From The Archives Of The Carter’s Variety Store Corner Boys- The Night They Burned Snug Harbor Elementary School Down-Almost
By Sam Lowell
Of all the corner boys (read: juvenile delinquents in some quarters, sullen schoolboys in some, and misunderstood youth in others all three probably true in some senses) who hung around Tonio’s Pizza Parlor while we were going to North Adamsville High in the early 1960s I am the only one still standing who started his corner boy career at Carter’s Variety Store across town in the Adamsville Housing Authority apartments (read: “the projects”). That experience started when I was a student at the Snug Harbor Elementary School located just outside the projects. The school had been built to meet the needs of the burgeoning school age population of both the young families who found themselves in need of cheap housing at the recently built projects and the influx of families who were filling in the extensive 1950s-style new ranch houses up the road. That should do for background for now.
I mentioned that I am the only Carter’s boy still standing but I was not the only one. There was one other one Peter Paul Markin who at Tonio’s was always known as the Scribe and I will use that here rather than that pretension-filled moniker his mother laid on him. Now much ink (and many tears, many tears still) has been spilled in this publication about his latter exploits and craziness of the Scribe when he was in high dudgeon at Tonio’s and a little later but little has been noted about the early days, the early corner boy days in elementary school when most of the Tonio’s boys were clueless about the value of desperately poor kids joining together, hanging out to do, well to do the best they could.
I am not quite sure how the Carter corner boys started since it was already formed when I started hanging out along with the Scribe. Let’s leave it that this store was the only one in the whole projects area (and sadly still is) where residents without cars, including my family many times, or in need of some quick item could shop. That it has penny candy (yeah, I know inflation) and other sweets galore probably added to the allure. That and Mister Carter did not mind us hanging out as long as we didn’t block anything and didn’t do anything crazy (we never did-there).

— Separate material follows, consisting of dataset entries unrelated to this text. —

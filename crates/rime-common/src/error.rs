//! Error types for Rime.

use thiserror::Error;

/// Top-level error type for Rime operations.
#[derive(Debug, Error)]
pub enum RimeError {
    /// No usable GPU could be acquired
    #[error("Initialization error: {0}")]
    Initialization(#[from] InitializationError),

    /// A host resource expected at setup is absent
    #[error("Missing resource: {0}")]
    MissingResource(#[from] MissingResourceError),

    /// Program source could not be resolved
    #[error("Program error: {0}")]
    Program(#[from] ProgramError),

    /// The presentation surface failed in a way that cannot be recovered
    #[error("Surface error: {0}")]
    Surface(String),
}

/// Failures while acquiring a compute-capable device.
///
/// These are fatal: the renderer cannot be constructed and no retry is made.
#[derive(Debug, Error)]
pub enum InitializationError {
    /// No adapter matched the request
    #[error("Could not find a suitable GPU adapter")]
    NoAdapter,

    /// The adapter refused to create a device
    #[error("Could not create GPU device: {0}")]
    RequestDevice(String),

    /// The drawable surface could not be created
    #[error("Could not create surface: {0}")]
    CreateSurface(String),

    /// The surface reports no usable format for this adapter
    #[error("Surface is not supported by the selected adapter")]
    UnsupportedSurface,
}

/// A host-side resource (window, display element) was not available.
#[derive(Debug, Error)]
#[error("Could not find {0}")]
pub struct MissingResourceError(pub String);

/// Program source resolution errors.
#[derive(Debug, Error)]
pub enum ProgramError {
    /// No program is registered under the logical path
    #[error("Program not found: {0}")]
    NotFound(String),

    /// An import chain refers back to a program still being resolved
    #[error("Import cycle through: {0}")]
    ImportCycle(String),
}

/// Result type alias for Rime operations.
pub type RimeResult<T> = Result<T, RimeError>;

#[cfg(test)]
mod tests {
    use super::*;

    #[test]
    fn test_program_error_message() {
        let err = ProgramError::NotFound("shaders/missing.wgsl".to_string());
        assert_eq!(err.to_string(), "Program not found: shaders/missing.wgsl");
    }

    #[test]
    fn test_missing_resource_converts() {
        let err: RimeError = MissingResourceError("window".to_string()).into();
        assert_eq!(err.to_string(), "Missing resource: Could not find window");
    }
}
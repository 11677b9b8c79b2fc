//! Post-render stage: clears the externally visible finished flag.

use rime_common::ProgramError;
use wgpu::{BindGroup, Buffer, Device, Queue};

use super::{buffer_bind_group, storage_entry, ComputeProgram};
use crate::program::{ProgramSource, POST_RENDER_PROGRAM};
use crate::timer::PassTimer;

/// Single-invocation pass run after every raster.
pub struct PostRenderStage {
    program: ComputeProgram,
    bind_group: BindGroup,
}

impl PostRenderStage {
    /// Binds the raster settings buffer (0).
    pub fn new(
        device: &Device,
        queue: &Queue,
        source: &dyn ProgramSource,
        raster_settings: &Buffer,
    ) -> Result<Self, ProgramError> {
        let program = ComputeProgram::new(
            device,
            queue,
            source,
            POST_RENDER_PROGRAM,
            "Post Render",
            &[storage_entry(0, false)],
        )?;
        let bind_group = buffer_bind_group(
            device,
            program.bind_group_layout(),
            "Post Render Bind Group",
            &[raster_settings],
        );
        Ok(Self { program, bind_group })
    }

    /// Dispatches the clear.
    pub fn run(&mut self, device: &Device, queue: &Queue) {
        self.program.run(device, queue, &self.bind_group, (1, 1, 1));
    }

    /// Mutable pass timer of this stage.
    pub fn timer_mut(&mut self) -> &mut PassTimer {
        self.program.timer_mut()
    }
}
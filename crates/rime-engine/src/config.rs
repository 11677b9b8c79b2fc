//! Simulator configuration.
//!
//! Window, presentation, simulation and timing settings. Loaded from
//! `rime.toml` in the platform config directory. Only the window size is
//! written back on exit; simulation settings are starting values and never
//! record a session.

use serde::{Deserialize, Serialize};
use std::fs;
use std::io::{self, Read, Write};
use std::path::{Path, PathBuf};
use std::time::Duration;
use tracing::{info, warn};

use rime_kernel::{SimulationParameters, DEFAULT_ALPHA, DEFAULT_BETA, DEFAULT_GAMMA, DEFAULT_RADIUS, MAX_RADIUS};

/// Configuration file name.
const CONFIG_FILE: &str = "rime.toml";

/// Largest accepted sub-step count per frame.
pub const MAX_SPEED: u32 = 64;

/// Simulator configuration parameters.
#[derive(Debug, Clone, PartialEq, Serialize, Deserialize)]
#[serde(default)]
pub struct RimeConfig {
    // === Window Settings ===
    /// Window width in pixels
    pub window_width: u32,
    /// Window height in pixels
    pub window_height: u32,
    /// Enable VSync
    pub vsync: bool,
    /// Enable GPU validation layers
    pub gpu_validation: bool,

    // === Simulation Settings ===
    /// Domain radius in rings
    pub radius: u32,
    /// Diffusion gain
    pub alpha: f32,
    /// Background vapour level
    pub beta: f32,
    /// Vapour added to receptive cells per step
    pub gamma: f32,
    /// Simulation sub-steps per frame
    pub speed: u32,

    // === Timing Settings ===
    /// Frame gaps at or above this many milliseconds are discarded
    pub wormhole_threshold_ms: u64,
    /// Decimals shown for frame time and FPS
    pub timing_decimals: usize,
    /// Show timing in the window title
    pub show_timing: bool,
}

impl Default for RimeConfig {
    fn default() -> Self {
        Self {
            // Window
            window_width: 1024,
            window_height: 1024,
            vsync: true,
            gpu_validation: cfg!(debug_assertions),

            // Simulation
            radius: DEFAULT_RADIUS,
            alpha: DEFAULT_ALPHA,
            beta: DEFAULT_BETA,
            gamma: DEFAULT_GAMMA,
            speed: 1,

            // Timing
            wormhole_threshold_ms: 500,
            timing_decimals: 2,
            show_timing: true,
        }
    }
}

impl RimeConfig {
    /// Load configuration from the default file location.
    /// Returns default config if file doesn't exist.
    pub fn load() -> Self {
        Self::load_from(Self::config_path())
    }

    /// Load configuration from a specific path.
    /// Returns default config if file doesn't exist or is invalid.
    pub fn load_from<P: AsRef<Path>>(path: P) -> Self {
        let path = path.as_ref();

        if !path.exists() {
            info!("Config file not found, using defaults");
            return Self::default();
        }

        match fs::File::open(path) {
            Ok(mut file) => {
                let mut contents = String::new();
                if let Err(e) = file.read_to_string(&mut contents) {
                    warn!("Failed to read config file: {e}");
                    return Self::default();
                }

                match toml::from_str(&contents) {
                    Ok(config) => {
                        info!("Loaded config from {}", path.display());
                        config
                    },
                    Err(e) => {
                        warn!("Failed to parse config file: {e}");
                        Self::default()
                    },
                }
            },
            Err(e) => {
                warn!("Failed to open config file: {e}");
                Self::default()
            },
        }
    }

    /// Save configuration to the default file location.
    pub fn save(&self) -> io::Result<()> {
        self.save_to(Self::config_path())
    }

    /// Save configuration to a specific path.
    pub fn save_to<P: AsRef<Path>>(&self, path: P) -> io::Result<()> {
        let path = path.as_ref();

        if let Some(parent) = path.parent() {
            fs::create_dir_all(parent)?;
        }

        let contents = toml::to_string_pretty(self)
            .map_err(|e| io::Error::new(io::ErrorKind::InvalidData, e))?;

        let mut file = fs::File::create(path)?;
        file.write_all(contents.as_bytes())?;

        info!("Saved config to {}", path.display());
        Ok(())
    }

    /// Get the default configuration file path.
    fn config_path() -> PathBuf {
        if let Some(config_dir) = dirs_config_path() {
            config_dir.join("rime").join(CONFIG_FILE)
        } else {
            PathBuf::from(CONFIG_FILE)
        }
    }

    /// Validate and clamp configuration values to sensible ranges.
    pub fn validate(&mut self) {
        // Window size
        self.window_width = self.window_width.clamp(320, 7680);
        self.window_height = self.window_height.clamp(240, 4320);

        // Simulation
        self.radius = self.radius.clamp(1, MAX_RADIUS);
        let params = self.parameters();
        self.alpha = params.alpha();
        self.beta = params.beta();
        self.gamma = params.gamma();
        self.speed = self.speed.clamp(1, MAX_SPEED);

        // Timing
        self.wormhole_threshold_ms = self.wormhole_threshold_ms.clamp(16, 10_000);
        self.timing_decimals = self.timing_decimals.min(6);
    }

    /// Simulation parameters, clamped into their legal ranges.
    #[must_use]
    pub fn parameters(&self) -> SimulationParameters {
        SimulationParameters::new(self.alpha, self.beta, self.gamma)
    }

    /// Records a window size for the next launch. Zero sizes (a minimised
    /// window) are ignored.
    pub fn remember_window(&mut self, width: u32, height: u32) {
        if width > 0 && height > 0 {
            self.window_width = width;
            self.window_height = height;
        }
    }

    /// Frame gap above which a tick is discarded.
    #[must_use]
    pub fn wormhole_threshold(&self) -> Duration {
        Duration::from_millis(self.wormhole_threshold_ms)
    }
}

/// Get platform-specific config directory.
fn dirs_config_path() -> Option<PathBuf> {
    #[cfg(target_os = "macos")]
    {
        std::env::var("HOME")
            .ok()
            .map(|home| PathBuf::from(home).join("Library/Application Support"))
    }

    #[cfg(target_os = "windows")]
    {
        std::env::var("APPDATA").ok().map(PathBuf::from)
    }

    #[cfg(target_os = "linux")]
    {
        std::env::var("XDG_CONFIG_HOME")
            .ok()
            .map(PathBuf::from)
            .or_else(|| {
                std::env::var("HOME")
                    .ok()
                    .map(|h| PathBuf::from(h).join(".config"))
            })
    }

    #[cfg(not(any(target_os = "macos", target_os = "windows", target_os = "linux")))]
    {
        None
    }
}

I met the Scribe the first day of school in fourth grade after my family had moved to the projects from another project in Riverdale west of Boston when my father’s company moved to the area and he needed the work. That was in Miss Sullivan’s class, an old biddy who trucked no nonsense and who made it her profession to keep us after school for detention-even that first day which was supposed to be easy stuff. The Scribe was looking at some book, forgotten now, and I commented that it looked interesting to start a conversation. That was all the Scribe needed as he wowed me with the contents. And didn’t wow Miss Sullivan who kept us after for the continuous talking. After that after school detention business we went to Carter’s to see what was up once he told me fourth and fifth grade guys hung out there and it was okay.

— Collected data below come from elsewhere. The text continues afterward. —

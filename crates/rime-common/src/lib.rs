//! # Rime Common
//!
//! Common types and shared abstractions for the Rime snow-crystal simulator.
//!
//! This crate provides foundational types used across all Rime crates:
//! - Axial hex coordinates and the pixel layout used to draw them
//! - The error taxonomy shared by the kernel and the engine
//! - Prelude for convenient imports

#![warn(missing_docs)]
#![warn(clippy::all)]
#![deny(clippy::unwrap_used)]

pub mod error;
pub mod hex;

/// Prelude module for convenient imports
pub mod prelude {
    pub use crate::error::*;
    pub use crate::hex::*;
}

pub use prelude::*;
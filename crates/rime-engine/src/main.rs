//! # Rime
//!
//! Windowed hexagonal snow-crystal simulator.
//!
//! This crate ties together:
//! - Kernel: GPU compute stages and the per-frame orchestrator
//! - Frame loop: tick scheduling with long-gap rejection
//! - Configuration, keyboard controls and the window-title readout

#![warn(missing_docs)]
#![warn(clippy::all)]
#![deny(clippy::unwrap_used)]

mod app;
mod config;
mod frame_loop;
mod input;
mod title;

use anyhow::Result;
use tracing::info;
use tracing_subscriber::{fmt, prelude::*, EnvFilter};

/// Main entry point.
fn main() -> Result<()> {
    // Initialize tracing
    tracing_subscriber::registry()
        .with(fmt::layer())
        .with(
            EnvFilter::from_default_env()
                .add_directive("rime=info".parse()?)
                .add_directive("rime_kernel=info".parse()?),
        )
        .init();

    info!("Rime starting...");
    info!("Version: {}", env!("CARGO_PKG_VERSION"));

    app::run()?;

    info!("Rime shutdown complete");
    Ok(())
}
pub mod dashboard;
pub mod datatype;
pub mod format;
pub mod sample_data;

pub use dashboard::*;
pub use datatype::*;
pub use format::*;
pub use sample_data::{recent_activity, STAT_CARDS};
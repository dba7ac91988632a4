pub mod alert;
pub mod config;
pub mod logging;
pub mod report;
pub mod stat;
pub mod tui;
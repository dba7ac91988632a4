use std::path::PathBuf;
use std::time::Duration;

use thiserror::Error;

use crate::stat::{ParsePeriodError, ParsePolicyError, Period, SelectionPolicy};

pub const ENV_PERIOD: &str = "DASHBOARD_PERIOD";
pub const ENV_SELECTION_POLICY: &str = "DASHBOARD_SELECTION_POLICY";
pub const ENV_TICK_MS: &str = "DASHBOARD_TICK_MS";
pub const ENV_LOG_DIR: &str = "DASHBOARD_LOG_DIR";
pub const ENV_DEBUG: &str = "DASHBOARD_DEBUG";

#[derive(Debug, Error)]
pub enum ConfigError {
    #[error("DASHBOARD_PERIOD: {0}")]
    Period(#[from] ParsePeriodError),
    #[error("DASHBOARD_SELECTION_POLICY: {0}")]
    SelectionPolicy(#[from] ParsePolicyError),
    #[error("DASHBOARD_TICK_MS: expected a positive number of milliseconds, got `{0}`")]
    TickRate(String),
    #[error("DASHBOARD_DEBUG: expected true/false, got `{0}`")]
    DebugFlag(String),
}

#[derive(Debug, Clone, PartialEq)]
pub struct DashboardConfig {
    pub initial_period: Period,
    pub selection_policy: SelectionPolicy,
    pub tick_rate: Duration,
    pub log_dir: PathBuf,
    pub debug: bool,
}

impl Default for DashboardConfig {
    fn default() -> Self {
        Self {
            initial_period: Period::default(),
            selection_policy: SelectionPolicy::default(),
            tick_rate: Duration::from_millis(200),
            log_dir: PathBuf::from("logs"),
            debug: false,
        }
    }
}

fn parse_bool(raw: &str) -> Result<bool, ConfigError> {
    match raw.trim().to_ascii_lowercase().as_str() {
        "1" | "true" | "yes" | "on" => Ok(true),
        "0" | "false" | "no" | "off" => Ok(false),
        _ => Err(ConfigError::DebugFlag(raw.to_string())),
    }
}

impl DashboardConfig {
    /// Reads `.env` (unless `ENV=prod`) and then the process environment.
    pub fn from_env() -> Result<Self, ConfigError> {
        if std::env::var("ENV").ok().as_deref() != Some("prod") {
            dotenvy::dotenv().ok();
        }
        Self::from_lookup(|key| std::env::var(key).ok())
    }

    /// Unset keys keep their defaults.
    pub fn from_lookup<F>(lookup: F) -> Result<Self, ConfigError>
    where
        F: Fn(&str) -> Option<String>,
    {
        let mut cfg = Self::default();

        if let Some(raw) = lookup(ENV_PERIOD) {
            cfg.initial_period = raw.parse()?;
        }
        if let Some(raw) = lookup(ENV_SELECTION_POLICY) {
            cfg.selection_policy = raw.parse()?;
        }
        if let Some(raw) = lookup(ENV_TICK_MS) {
            let ms = raw
                .trim()
                .parse::<u64>()
                .ok()
                .filter(|ms| *ms > 0)
                .ok_or_else(|| ConfigError::TickRate(raw.clone()))?;
            cfg.tick_rate = Duration::from_millis(ms);
        }
        if let Some(raw) = lookup(ENV_LOG_DIR) {
            if !raw.trim().is_empty() {
                cfg.log_dir = PathBuf::from(raw.trim());
            }
        }
        if let Some(raw) = lookup(ENV_DEBUG) {
            cfg.debug = parse_bool(&raw)?;
        }

        Ok(cfg)
    }
}
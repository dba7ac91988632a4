//! Plain-text and JSON rendering of one period, used by `summary`.

use std::fmt::Write;

use serde::Serialize;

use crate::stat::{
    category_shares, derive_view_state, format_currency, share_label, trend_indicator,
    CategoryEntry, Period, SpendingPoint, StatCard, STAT_CARDS,
};

#[derive(Debug, Serialize)]
pub struct PeriodSummary {
    pub period: Period,
    pub stats: &'static [StatCard],
    pub spending: &'static [SpendingPoint],
    pub categories: &'static [CategoryEntry],
}

impl PeriodSummary {
    pub fn new(period: Period) -> Self {
        let view = derive_view_state(period.dataset());
        Self {
            period,
            stats: &STAT_CARDS,
            spending: view.spending,
            categories: view.categories,
        }
    }

    pub fn to_json(&self) -> serde_json::Result<String> {
        serde_json::to_string_pretty(self)
    }

    pub fn render_text(&self) -> String {
        let mut out = String::new();

        let _ = writeln!(out, "== Overview ==\n");
        for card in self.stats {
            let _ = writeln!(out, "{:<20} | {:>8} | {}", card.title, card.value, card.change);
        }

        let _ = writeln!(out, "\n== Spending ({}) ==\n", self.period.label());
        for p in self.spending {
            let _ = writeln!(
                out,
                "{:<8} | {:>10} | {}",
                p.label,
                format_currency(p.amount),
                trend_indicator(p.trend_percent).display(),
            );
        }

        let _ = writeln!(out, "\n== Categories ({}) ==\n", self.period.label());
        for (c, share) in self.categories.iter().zip(category_shares(self.categories)) {
            let _ = writeln!(
                out,
                "{:<20} | {:>10} | {}",
                share_label(c.name, share),
                format_currency(c.amount),
                c.risk.label(),
            );
        }
        out
    }
}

Later and elsewhere the Scribe, and to some extent me, would be the leaders of various corner boy combinations, would plan whatever needed to be planned, legal or illegal but then we were frankly naïve and really just foot soldiers. The deal was already set for leadership with Ronnie, George, Rodger, Lenny running the operations (all would later do various stretches of time in county and state prisons I think except Lenny who laid his head down in Vietnam during that war). We had no problem with that since we were in thrall to the whole aura of the thing.

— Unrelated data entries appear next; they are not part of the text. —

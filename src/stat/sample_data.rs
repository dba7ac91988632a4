use chrono::NaiveDate;

use super::datatype::{
    ActivityRecord, ActivityStatus, CategoryEntry, Period, PeriodDataset, RiskLevel,
    SpendingPoint, StatCard,
};

const fn point(
    sequence_index: u32,
    amount: f64,
    label: &'static str,
    trend_percent: f64,
) -> SpendingPoint {
    SpendingPoint {
        sequence_index,
        amount,
        label,
        trend_percent,
    }
}

const fn category(name: &'static str, amount: f64, risk: RiskLevel) -> CategoryEntry {
    CategoryEntry { name, amount, risk }
}

static DAILY: PeriodDataset = PeriodDataset {
    spending: &[
        point(1, 2400.0, "Mon", 5.2),
        point(2, 1398.0, "Tue", -2.1),
        point(3, 9800.0, "Wed", 15.3),
        point(4, 3908.0, "Thu", -1.2),
        point(5, 4800.0, "Fri", 3.5),
        point(6, 3800.0, "Sat", 2.8),
        point(7, 4300.0, "Sun", 4.1),
    ],
    categories: &[
        category("Dining", 2400.0, RiskLevel::Low),
        category("Shopping", 4567.0, RiskLevel::Medium),
        category("Travel", 1398.0, RiskLevel::Low),
        category("Entertainment", 9800.0, RiskLevel::High),
        category("Others", 3908.0, RiskLevel::Low),
    ],
};

static WEEKLY: PeriodDataset = PeriodDataset {
    spending: &[
        point(1, 15000.0, "Week 1", 8.2),
        point(2, 12000.0, "Week 2", -5.1),
        point(3, 18000.0, "Week 3", 12.3),
        point(4, 14000.0, "Week 4", -2.4),
    ],
    categories: &[
        category("Dining", 8400.0, RiskLevel::Medium),
        category("Shopping", 15567.0, RiskLevel::Low),
        category("Travel", 12398.0, RiskLevel::High),
        category("Entertainment", 19800.0, RiskLevel::Medium),
        category("Others", 8908.0, RiskLevel::Low),
    ],
};

static MONTHLY: PeriodDataset = PeriodDataset {
    spending: &[
        point(1, 45000.0, "Jan", 12.5),
        point(2, 52000.0, "Feb", 15.6),
        point(3, 48000.0, "Mar", -7.7),
        point(4, 51000.0, "Apr", 6.3),
        point(5, 53000.0, "May", 3.9),
        point(6, 49000.0, "Jun", -7.5),
    ],
    categories: &[
        category("Dining", 24000.0, RiskLevel::Low),
        category("Shopping", 45670.0, RiskLevel::Medium),
        category("Travel", 33980.0, RiskLevel::High),
        category("Entertainment", 28000.0, RiskLevel::Low),
        category("Others", 19080.0, RiskLevel::Low),
    ],
};

static YEARLY: PeriodDataset = PeriodDataset {
    spending: &[
        point(1, 540000.0, "2020", 15.2),
        point(2, 620000.0, "2021", 14.8),
        point(3, 580000.0, "2022", -6.5),
        point(4, 610000.0, "2023", 5.2),
        point(5, 590000.0, "2024", -3.3),
    ],
    categories: &[
        category("Dining", 240000.0, RiskLevel::Medium),
        category("Shopping", 456700.0, RiskLevel::High),
        category("Travel", 339800.0, RiskLevel::Low),
        category("Entertainment", 280000.0, RiskLevel::Medium),
        category("Others", 190800.0, RiskLevel::Low),
    ],
};

pub static STAT_CARDS: [StatCard; 4] = [
    StatCard {
        title: "Total Transactions",
        value: "$2.4M",
        change: "+12.5%",
    },
    StatCard {
        title: "Average Spend",
        value: "$1,250",
        change: "+5.2%",
    },
    StatCard {
        title: "Active Users",
        value: "85.2K",
        change: "+18.3%",
    },
    StatCard {
        title: "Fraud Prevention",
        value: "99.9%",
        change: "+0.2%",
    },
];

impl Period {
    /// Static dataset for this period. The table is compiled in and has no
    /// mutation path.
    pub fn dataset(self) -> &'static PeriodDataset {
        match self {
            Period::Daily => &DAILY,
            Period::Weekly => &WEEKLY,
            Period::Monthly => &MONTHLY,
            Period::Yearly => &YEARLY,
        }
    }
}

pub fn recent_activity() -> Vec<ActivityRecord> {
    let day = |d: u32| NaiveDate::from_ymd_opt(2024, 3, d).expect("fixture date is valid");
    vec![
        ActivityRecord::new(day(15), "Online Purchase", "$299.99", ActivityStatus::Completed),
        ActivityRecord::new(day(14), "Restaurant", "$85.50", ActivityStatus::Completed),
        ActivityRecord::new(day(14), "Travel Booking", "$450.00", ActivityStatus::Pending),
        ActivityRecord::new(day(13), "Retail Store", "$199.99", ActivityStatus::Completed),
    ]
}
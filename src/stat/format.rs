//! Display helpers shared by the terminal widgets and the `summary` command.

use super::datatype::CategoryEntry;

#[derive(Debug, Clone, Copy, PartialEq, Eq)]
pub enum Tone {
    Positive,
    Negative,
}

#[derive(Debug, Clone, Copy, PartialEq)]
pub struct TrendIndicator {
    pub glyph: char,
    pub tone: Tone,
    pub magnitude: f64,
}

impl TrendIndicator {
    pub fn display(&self) -> String {
        format!("{} {}%", self.glyph, self.magnitude)
    }
}

/// en-US dollars with no decimals, e.g. `$45,000` or `-$1,250`.
pub fn format_currency(amount: f64) -> String {
    let rounded = amount.round();
    let digits = format!("{:.0}", rounded.abs());

    let mut grouped = String::with_capacity(digits.len() + digits.len() / 3);
    for (i, ch) in digits.chars().enumerate() {
        if i > 0 && (digits.len() - i) % 3 == 0 {
            grouped.push(',');
        }
        grouped.push(ch);
    }

    if rounded < 0.0 {
        format!("-${grouped}")
    } else {
        format!("${grouped}")
    }
}

/// Strictly positive trends point up; zero and below point down.
pub fn trend_indicator(trend_percent: f64) -> TrendIndicator {
    if trend_percent > 0.0 {
        TrendIndicator {
            glyph: '↑',
            tone: Tone::Positive,
            magnitude: trend_percent.abs(),
        }
    } else {
        TrendIndicator {
            glyph: '↓',
            tone: Tone::Negative,
            magnitude: trend_percent.abs(),
        }
    }
}

/// Tone of a stat card change literal such as `+12.5%`.
pub fn change_tone(change: &str) -> Tone {
    let value = change
        .trim()
        .trim_end_matches('%')
        .parse::<f64>()
        .unwrap_or(0.0);
    if value > 0.0 {
        Tone::Positive
    } else {
        Tone::Negative
    }
}

/// Y-axis tick label: `$45k` for 45000.
pub fn format_axis_thousands(value: f64) -> String {
    let k = value / 1000.0;
    if k.fract() == 0.0 {
        format!("${k:.0}k")
    } else {
        format!("${k:.1}k")
    }
}

/// Share of the category total for every entry, in percent, in input order.
pub fn category_shares(categories: &[CategoryEntry]) -> Vec<f64> {
    let total: f64 = categories.iter().map(|c| c.amount).sum();
    if total <= 0.0 {
        return vec![0.0; categories.len()];
    }
    categories
        .iter()
        .map(|c| c.amount / total * 100.0)
        .collect()
}

pub fn share_label(name: &str, share_percent: f64) -> String {
    format!("{name} {share_percent:.0}%")
}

Now they say, maybe they said is better, that juvenile delinquents are born not made. Have some genetic kink missing which throws everything off. That was true of Ronnie I believe for he had a really devious and sadistic bent (his idea of initiation, for example, was to kick each new corner boy in the scrotum which almost killed the Scribe and I for we never saw it coming-what pain) Somehow Ronnie had gotten into a beef with his teacher and was going to be suspended or some such thing. He was livid about it. One Sunday night shortly after the beef he gathered us together to seek his revenge. He planned to burn the school down-with our help. Whether we thought about it or not we were in. So we started gathering wood from small forest behind the darkest part of the school where we would not be seen by traffic from the road and stacked it against a back pair of doors.
Ronnie had some gas, not much but enough to douse the wood and then took a match from a matchbook and lit the stuff. We ran like hell. Before long though we heard the fire engines come. A neighbor apparently had seen the fire and called. There really wasn’t much damage as we found out later since those doors were flame-resistant. Joke on us, right. My understanding was that the coppers, firemen and the headmaster too though it was some rummies from the forest trying to break in for whatever reason. That Monday night though while I was home with the Scribe watching television Ronnie went berserk and broke about twenty windows in the school. We were all called in on that one although nothing came of it since we all had alibis (and gave Ronnie one too). Yeah, that Ronnie was a piece of work.
[I should point out for future reference that the Scribe and I hung out together until he moved crosstown to his grandmother’s house after his grandfather died in seventh grade. There he joined up with the corner boys who hung around Doc’s Drugstore which I also joined when my family bought a little shack of house in the Bottoms section of the Acre, the working poor section of North Adamsville at the beginning of ninth grade.]